* Task requirements:
Write out the entries below exactly. End with the line that contains "#[command(subcommand)]".

======== Record extracts ========

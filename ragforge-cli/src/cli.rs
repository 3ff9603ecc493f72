//! Command-line argument surface.
//!
//! A much smaller-scale mirror of the teacher's `llmspell-cli::cli::Cli`:
//! one binary, one long-running command, a handful of global flags an
//! operator reaches for without editing the config file.

use clap::{Parser, Subcommand, ValueEnum};
use std::path::PathBuf;

#[derive(Debug, Parser)]
#[command(name = "ragforge", version, about = "Two-pipeline RAG ingestion/retrieval service")]
pub struct Cli {
    /// Path to a TOML config file. Falls back to `RAGFORGE_CONFIG` / the
    /// discovery search path documented in `ragforge_config::RagForgeConfig::load`.
    #[arg(long, global = true, env = "RAGFORGE_CONFIG")]
    pub config: Option<PathBuf>,

    /// Log output format.
    #[arg(long, value_enum, global = true, default_value_t = LogFormat::Text)]
    pub log_format: LogFormat,

    #[command(subcommand)]
    pub command: Command,
}

#[derive(Debug, Clone, Copy, PartialEq, Eq, ValueEnum)]
pub enum LogFormat {
    Text,
    Json,
}

#[derive(Debug, Subcommand)]
pub enum Command {
    /// Start the HTTP server and serve until SIGTERM/SIGINT drains it.
    Serve {
        /// Overrides `server.bind_addr` from the loaded config.
        #[arg(long)]
        bind_addr: Option<String>,
    },
    /// Load and validate configuration, then exit without binding a port.
    CheckConfig,
}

========

* Result of this exercise:
filename ragforge-cli/src/cli.rs
repository 3ff9603ecc493f72
//! Command-line argument surface.
//!
//! A much smaller-scale mirror of the teacher's `llmspell-cli::cli::Cli`:
//! one binary, one long-running command, a handful of global flags an
//! operator reaches for without editing the config file.

use clap::{Parser, Subcommand, ValueEnum};
use std::path::PathBuf;

#[derive(Debug, Parser)]
#[command(name = "ragforge", version, about = "Two-pipeline RAG ingestion/retrieval service")]
pub struct Cli {
    /// Path to a TOML config file. Falls back to `RAGFORGE_CONFIG` / the
    /// discovery search path documented in `ragforge_config::RagForgeConfig::load`.
    #[arg(long, global = true, env = "RAGFORGE_CONFIG")]
    pub config: Option<PathBuf>,

    /// Log output format.
    #[arg(long, value_enum, global = true, default_value_t = LogFormat::Text)]
    pub log_format: LogFormat,

    #[command(subcommand)]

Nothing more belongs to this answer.